* [Excerpted records]
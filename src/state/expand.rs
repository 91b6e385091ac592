// SPDX-License-Identifier: MIT

//! `$reference` interpolation
//!
//! Supported forms: `$name`, `${name}`, `$a.b[0].c`, `${a.b[0]}` and function
//! calls `$Fn(arg, ...)`. A text that is exactly one reference expands to the
//! referenced value with its type preserved; references embedded in longer
//! text are substituted as text. Unresolved references are left untouched.

use serde_json::Value;

use super::store::ExecutionState;
use super::value_to_text;

#[derive(Debug, Clone, PartialEq)]
enum Reference<'a> {
    Path(&'a str),
    Call { name: &'a str, args: &'a str },
}

#[derive(Debug, Clone, PartialEq)]
struct Span<'a> {
    start: usize,
    end: usize,
    reference: Reference<'a>,
}

pub(crate) fn expand(state: &ExecutionState, text: &str) -> Value {
    let spans = scan(text);
    if spans.is_empty() {
        return Value::String(text.to_string());
    }

    if let [span] = spans.as_slice() {
        if span.start == 0 && span.end == text.len() {
            return resolve(state, &span.reference).unwrap_or_else(|| {
                log::debug!("unresolved reference {}", text);
                Value::String(text.to_string())
            });
        }
    }

    let mut out = String::with_capacity(text.len());
    let mut cursor = 0;
    for span in &spans {
        out.push_str(&text[cursor..span.start]);
        match resolve(state, &span.reference) {
            Some(value) => out.push_str(&value_to_text(&value)),
            None => {
                log::debug!("unresolved reference {}", &text[span.start..span.end]);
                out.push_str(&text[span.start..span.end]);
            }
        }
        cursor = span.end;
    }
    out.push_str(&text[cursor..]);
    Value::String(out)
}

fn resolve(state: &ExecutionState, reference: &Reference<'_>) -> Option<Value> {
    match reference {
        Reference::Path(path) => state.get_path(path).cloned(),
        Reference::Call { name, args } => {
            let function = state.function(name)?;
            let values: Vec<Value> = split_args(args)
                .into_iter()
                .map(|arg| expand_arg(state, arg))
                .collect();
            match function(&values) {
                Ok(value) => Some(value),
                Err(e) => {
                    log::debug!("{}", e);
                    None
                }
            }
        }
    }
}

fn expand_arg(state: &ExecutionState, arg: &str) -> Value {
    let quoted = arg.len() >= 2
        && ((arg.starts_with('\'') && arg.ends_with('\''))
            || (arg.starts_with('"') && arg.ends_with('"')));
    if quoted {
        return Value::String(arg[1..arg.len() - 1].to_string());
    }
    expand(state, arg)
}

/// Split function arguments on top-level commas
fn split_args(args: &str) -> Vec<&str> {
    if args.trim().is_empty() {
        return vec![];
    }
    let mut parts = vec![];
    let mut depth = 0i32;
    let mut quote: Option<char> = None;
    let mut start = 0;
    for (i, c) in args.char_indices() {
        match (quote, c) {
            (Some(q), c) if c == q => quote = None,
            (Some(_), _) => {}
            (None, '\'' | '"') => quote = Some(c),
            (None, '(' | '[' | '{') => depth += 1,
            (None, ')' | ']' | '}') => depth -= 1,
            (None, ',') if depth == 0 => {
                parts.push(args[start..i].trim());
                start = i + 1;
            }
            _ => {}
        }
    }
    parts.push(args[start..].trim());
    parts
}

fn scan(text: &str) -> Vec<Span<'_>> {
    let mut spans = vec![];
    let mut pos = 0;
    while let Some(found) = text[pos..].find('$') {
        let start = pos + found;
        match reference_at(text, start) {
            Some((reference, end)) => {
                spans.push(Span {
                    start,
                    end,
                    reference,
                });
                pos = end;
            }
            None => pos = start + 1,
        }
    }
    spans
}

fn is_ident_start(c: char) -> bool {
    c.is_ascii_alphabetic() || c == '_'
}

fn is_ident_char(c: char) -> bool {
    c.is_ascii_alphanumeric() || c == '_'
}

fn ident_len(text: &str) -> usize {
    match text.chars().next() {
        Some(c) if is_ident_start(c) => text
            .char_indices()
            .find(|(_, c)| !is_ident_char(*c))
            .map(|(i, _)| i)
            .unwrap_or(text.len()),
        _ => 0,
    }
}

fn balanced_len(text: &str, open: char, close: char) -> Option<usize> {
    if !text.starts_with(open) {
        return None;
    }
    let mut depth = 0usize;
    for (i, c) in text.char_indices() {
        if c == open {
            depth += 1;
        } else if c == close {
            depth -= 1;
            if depth == 0 {
                return Some(i + 1);
            }
        }
    }
    None
}

/// Parse the reference whose `$` sits at `start`; returns it with its end offset
fn reference_at(text: &str, start: usize) -> Option<(Reference<'_>, usize)> {
    let body_start = start + 1;
    let rest = &text[body_start..];

    if rest.starts_with('{') {
        let len = balanced_len(rest, '{', '}')?;
        let inner = rest[1..len - 1].trim();
        if inner.is_empty() {
            return None;
        }
        return Some((classify(inner), body_start + len));
    }

    let name_len = ident_len(rest);
    if name_len == 0 {
        return None;
    }
    let after = &rest[name_len..];
    if after.starts_with('(') {
        let len = balanced_len(after, '(', ')')?;
        let reference = Reference::Call {
            name: &rest[..name_len],
            args: &after[1..len - 1],
        };
        return Some((reference, body_start + name_len + len));
    }

    let mut end = name_len;
    loop {
        let tail = &rest[end..];
        if let Some(segment) = tail.strip_prefix('.') {
            let len = segment
                .char_indices()
                .find(|(_, c)| !is_ident_char(*c))
                .map(|(i, _)| i)
                .unwrap_or(segment.len());
            if len == 0 {
                break;
            }
            end += 1 + len;
        } else if tail.starts_with('[') {
            match balanced_len(tail, '[', ']') {
                Some(len) => end += len,
                None => break,
            }
        } else {
            break;
        }
    }
    Some((Reference::Path(&rest[..end]), body_start + end))
}

/// `${Fn(args)}` is a call, anything else inside braces is a path
fn classify(inner: &str) -> Reference<'_> {
    let name_len = ident_len(inner);
    let after = &inner[name_len..];
    if name_len > 0 && after.starts_with('(') {
        if let Some(len) = balanced_len(after, '(', ')') {
            if len == after.len() {
                return Reference::Call {
                    name: &inner[..name_len],
                    args: &after[1..len - 1],
                };
            }
        }
    }
    Reference::Path(inner)
}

* [The problem] Restate each record above word for word.

* [Answer space]
filename src/state/expand.rs
repository 91b6e385091ac592
// SPDX-License-Identifier: MIT

//! `$reference` interpolation
//!
//! Supported forms: `$name`, `${name}`, `$a.b[0].c`, `${a.b[0]}` and function
//! calls `$Fn(arg, ...)`. A text that is exactly one reference expands to the
//! referenced value with its type preserved; references embedded in longer
//! text are substituted as text. Unresolved references are left untouched.

use serde_json::Value;

use super::store::ExecutionState;
use super::value_to_text;

#[derive(Debug, Clone, PartialEq)]
enum Reference<'a> {
    Path(&'a str),
    Call { name: &'a str, args: &'a str },
}

#[derive(Debug, Clone, PartialEq)]
struct Span<'a> {
    start: usize,
    end: usize,
    reference: Reference<'a>,
}

pub(crate) fn expand(state: &ExecutionState, text: &str) -> Value {
    let spans = scan(text);
    if spans.is_empty() {
        return Value::String(text.to_string());
    }

    if let [span] = spans.as_slice() {
        if span.start == 0 && span.end == text.len() {
            return resolve(state, &span.reference).unwrap_or_else(|| {
                log::debug!("unresolved reference {}", text);
                Value::String(text.to_string())
            });
        }
    }

    let mut out = String::with_capacity(text.len());
    let mut cursor = 0;
    for span in &spans {
        out.push_str(&text[cursor..span.start]);
        match resolve(state, &span.reference) {
            Some(value) => out.push_str(&value_to_text(&value)),
            None => {
                log::debug!("unresolved reference {}", &text[span.start..span.end]);
                out.push_str(&text[span.start..span.end]);
            }
        }
        cursor = span.end;
    }
    out.push_str(&text[cursor..]);
    Value::String(out)
}

fn resolve(state: &ExecutionState, reference: &Reference<'_>) -> Option<Value> {
    match reference {
        Reference::Path(path) => state.get_path(path).cloned(),
        Reference::Call { name, args } => {
            let function = state.function(name)?;
            let values: Vec<Value> = split_args(args)
                .into_iter()
                .map(|arg| expand_arg(state, arg))
                .collect();
            match function(&values) {
                Ok(value) => Some(value),
                Err(e) => {
                    log::debug!("{}", e);
                    None
                }
            }
        }
    }
}

fn expand_arg(state: &ExecutionState, arg: &str) -> Value {
    let quoted = arg.len() >= 2
        && ((arg.starts_with('\'') && arg.ends_with('\''))
            || (arg.starts_with('"') && arg.ends_with('"')));
    if quoted {
        return Value::String(arg[1..arg.len() - 1].to_string());
    }
    expand(state, arg)
}

/// Split function arguments on top-level commas
fn split_args(args: &str) -> Vec<&str> {
    if args.trim().is_empty() {
        return vec![];
    }
    let mut parts = vec![];
    let mut depth = 0i32;
    let mut quote: Option<char> = None;
    let mut start = 0;
    for (i, c) in args.char_indices() {
        match (quote, c) {
            (Some(q), c) if c == q => quote = None,
            (Some(_), _) => {}
            (None, '\'' | '"') => quote = Some(c),
            (None, '(' | '[' | '{') => depth += 1,
            (None, ')' | ']' | '}') => depth -= 1,
            (None, ',') if depth == 0 => {
                parts.push(args[start..i].trim());
                start = i + 1;
            }
            _ => {}
        }
    }
    parts.push(args[start..].trim());
    parts
}

fn scan(text: &str) -> Vec<Span<'_>> {
    let mut spans = vec![];
    let mut pos = 0;
    while let Some(found) = text[pos..].find('$') {
        let start = pos + found;
        match reference_at(text, start) {
            Some((reference, end)) => {
                spans.push(Span {
                    start,
                    end,
                    reference,
                });
                pos = end;
            }
            None => pos = start + 1,
        }
    }
    spans
}

fn is_ident_start(c: char) -> bool {
    c.is_ascii_alphabetic() || c == '_'
}

fn is_ident_char(c: char) -> bool {
    c.is_ascii_alphanumeric() || c == '_'
}

fn ident_len(text: &str) -> usize {
    match text.chars().next() {
        Some(c) if is_ident_start(c) => text
            .char_indices()
            .find(|(_, c)| !is_ident_char(*c))
            .map(|(i, _)| i)
            .unwrap_or(text.len()),
        _ => 0,
    }
}

fn balanced_len(text: &str, open: char, close: char) -> Option<usize> {
    if !text.starts_with(open) {
        return None;
    }
    let mut depth = 0usize;
    for (i, c) in text.char_indices() {
        if c == open {
            depth += 1;
        } else if c == close {
            depth -= 1;
            if depth == 0 {
                return Some(i + 1);
            }
        }
    }
    None
}

/// Parse the reference whose `$` sits at `start`; returns it with its end offset
fn reference_at(text: &str, start: usize) -> Option<(Reference<'_>, usize)> {
    let body_start = start + 1;
    let rest = &text[body_start..];

    if rest.starts_with('{') {
        let len = balanced_len(rest, '{', '}')?;
        let inner = rest[1..len - 1].trim();
        if inner.is_empty() {
            return None;
        }
        return Some((classify(inner), body_start + len));
    }

    let name_len = ident_len(rest);
    if name_len == 0 {
        return None;
    }
    let after = &rest[name_len..];
    if after.starts_with('(') {
        let len = balanced_len(after, '(', ')')?;
        let reference = Reference::Call {
            name: &rest[..name_len],
            args: &after[1..len - 1],
        };
        return Some((reference, body_start + name_len + len));
    }

    let mut end = name_len;
    loop {
        let tail = &rest[end..];
        if let Some(segment) = tail.strip_prefix('.') {
            let len = segment
                .char_indices()
                .find(|(_, c)| !is_ident_char(*c))
                .map(|(i, _)| i)
                .unwrap_or(segment.len());
            if len == 0 {
                break;
            }
            end += 1 + len;
        } else if tail.starts_with('[') {
            match balanced_len(tail, '[', ']') {
                Some(len) => end += len,
                None => break,
            }
        } else {
            break;
        }
    }
    Some((Reference::Path(&rest[..end]), body_start + end))
}

/// `${Fn(args)}` is a call, anything else inside braces is a path
fn classify(inner: &str) -> Reference<'_> {
    let name_len = ident_len(inner);
    let after = &inner[name_len..];
    if name_len > 0 && after.starts_with('(') {
        if let Some(len) = balanced_len(after, '(', ')') {
            if len == after.len() {
                return Reference::Call {
                    name: &inner[..name_len],
                    args: &after[1..len - 1],
                };
            }
        }
    }
    Reference::Path(inner)
}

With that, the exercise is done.